Jesús insistió en minimizar los rituales, como vemos en diversos
pasajes: Mt 5, 23s; Mt 6, 1-8; Mt 23, 23.
Tengo la triste impresión que aún quedan muchos católicos que se conforman
con la Ley, sin aplicar su esencia. Católicos que consideran que únicamente con
acudir al culto dominical quedan justificados ante Dios y ante sí mismos, tal
como pensaban aquellos judíos a los que increpaba Juan el Bautista (Mt 3, 7-9).
Ciertamente son épocas distintas y fórmulas diferentes, pero el fondo
del problema persiste: la implantación de preceptos superficiales ha acabado
por borrar de nuestra conciencia el sentido real de la Ley de Dios.

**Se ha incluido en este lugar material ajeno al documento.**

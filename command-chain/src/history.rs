//! [`HistoryCommand`]: query the history store and hand the records to a callback.

use std::fmt;
use std::future::Future;
use std::pin::Pin;
use std::sync::Arc;

use async_trait::async_trait;
use sbot_core::{ChatClient, Event, Record, Result, SbotError};
use storage::{HistoryQuery, HistoryStore, MessageRecord};
use tracing::{error, info};

use crate::command::{Command, Outcome};

type CallbackFuture = Pin<Box<dyn Future<Output = Result<Outcome>> + Send>>;
type Callback = Box<dyn Fn(Vec<Record>) -> CallbackFuture + Send + Sync>;

/// Fetches history filtered by channel and/or user and returns whatever the callback
/// returns, so the callback decides what runs next.
pub struct HistoryCommand {
    store: Arc<dyn HistoryStore>,
    callback: Callback,
    channel: Option<String>,
    user: Option<String>,
}

impl HistoryCommand {
    pub fn new<F, Fut>(store: Arc<dyn HistoryStore>, callback: F) -> Self
    where
        F: Fn(Vec<Record>) -> Fut + Send + Sync + 'static,
        Fut: Future<Output = Result<Outcome>> + Send + 'static,
    {
        Self {
            store,
            callback: Box::new(move |records| Box::pin(callback(records))),
            channel: None,
            user: None,
        }
    }

    /// Only messages from this channel. An empty string does not filter.
    pub fn channel(mut self, channel: impl Into<String>) -> Self {
        self.channel = Some(channel.into());
        self
    }

    /// Only messages from this user. An empty string does not filter.
    pub fn user(mut self, user: impl Into<String>) -> Self {
        self.user = Some(user.into());
        self
    }

    /// The store filter this command queries with.
    pub fn query(&self) -> HistoryQuery {
        HistoryQuery {
            channel: self.channel.clone().filter(|c| !c.is_empty()),
            user: self.user.clone().filter(|u| !u.is_empty()),
            limit: None,
        }
    }
}

impl fmt::Debug for HistoryCommand {
    fn fmt(&self, f: &mut fmt::Formatter<'_>) -> fmt::Result {
        f.debug_struct("HistoryCommand")
            .field("channel", &self.channel)
            .field("user", &self.user)
            .finish_non_exhaustive()
    }
}

fn to_record(row: MessageRecord) -> Record {
    Record::new(row.channel, row.user, row.text, row.time)
}

#[async_trait]
impl Command for HistoryCommand {
    fn name(&self) -> &'static str {
        "HistoryCommand"
    }

    async fn execute(&self, _client: &dyn ChatClient, _event: Option<&Event>) -> Result<Outcome> {
        let query = self.query();
        let rows = self.store.query(&query).await.map_err(|e| {
            error!(error = %e, "History query failed");
            SbotError::Database(e.to_string())
        })?;

        let records: Vec<Record> = rows.into_iter().map(to_record).collect();
        info!(
            channel = ?query.channel,
            user = ?query.user,
            records = records.len(),
            "History fetched, invoking callback"
        );

        (self.callback)(records).await
    }
}
//! Core types: the triggering [`Event`] and the historical [`Record`].

use chrono::{DateTime, Utc};
use serde::{Deserialize, Serialize};

use crate::error::{CommandError, Result};

/// Context of the message a command responds to. Every field is optional; commands that
/// need one fail with [`CommandError::MissingEventField`] when it is absent.
#[derive(Debug, Clone, Default, PartialEq, Eq, Serialize, Deserialize)]
pub struct Event {
    pub channel: Option<String>,
    pub user: Option<String>,
    /// Platform timestamp identifying the message (Slack `ts`).
    pub ts: Option<String>,
    pub text: Option<String>,
}

impl Event {
    pub fn new(
        channel: impl Into<String>,
        user: impl Into<String>,
        ts: impl Into<String>,
    ) -> Self {
        Self {
            channel: Some(channel.into()),
            user: Some(user.into()),
            ts: Some(ts.into()),
            text: None,
        }
    }

    pub fn with_text(mut self, text: impl Into<String>) -> Self {
        self.text = Some(text.into());
        self
    }

    pub fn channel(&self) -> Result<&str> {
        required(&self.channel, "channel")
    }

    pub fn user(&self) -> Result<&str> {
        required(&self.user, "user")
    }

    pub fn ts(&self) -> Result<&str> {
        required(&self.ts, "ts")
    }
}

fn required<'a>(field: &'a Option<String>, name: &'static str) -> Result<&'a str> {
    field
        .as_deref()
        .ok_or_else(|| CommandError::MissingEventField(name).into())
}

/// One historical message as handed to history callbacks. Built from store rows and never
/// changed afterwards.
#[derive(Debug, Clone, PartialEq, Eq, Serialize, Deserialize)]
pub struct Record {
    pub channel: String,
    pub user: String,
    pub text: String,
    pub time: DateTime<Utc>,
}

impl Record {
    pub fn new(
        channel: impl Into<String>,
        user: impl Into<String>,
        text: impl Into<String>,
        time: DateTime<Utc>,
    ) -> Self {
        Self {
            channel: channel.into(),
            user: user.into(),
            text: text.into(),
            time,
        }
    }
}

Como nos dice nuestro querido teólogo alemán de cabecera: Esta es, propiamente, la actitud legalista a la que Jesús asesta el golpe
de gracia. No apunta a la misma Ley, sino
al legalismo, del que la Ley se ha de mantener distante, a ese compromiso
característico de la piedad legalista. Jesús rompe ese muro protector de los
hombres, uno de cuyos lados lo representa la Ley de Dios y el otro las
prestaciones legales del hombre. No permite que el hombre se parapete en el
legalismo dentro de la Ley (...). El hombre, en efecto, no se encuentra
respecto a Dios en una relación jurídica codificada en la que su propio yo
pueda mantenerse al margen. No debe situarse el hombre ante la ley, sino ante
Dios mismo: ante lo que Dios quiere personalmente de él.
Este inapelable análisis que clarifica la actitud externa, tan generalizada en la
época del Cristo, tiene enormes paralelismos con la que hoy padece una Iglesia
católica de la que unos cuantos esperamos y fomentamos una reforma seria,
profunda y honesta, que anteponga la verdadera Ley de Dios a los cultos (que no
dejan de ser formas de idolatría) que no sirven más que para repetir fórmulas
sacramentales sin más intención que salvaguardar la propia institución.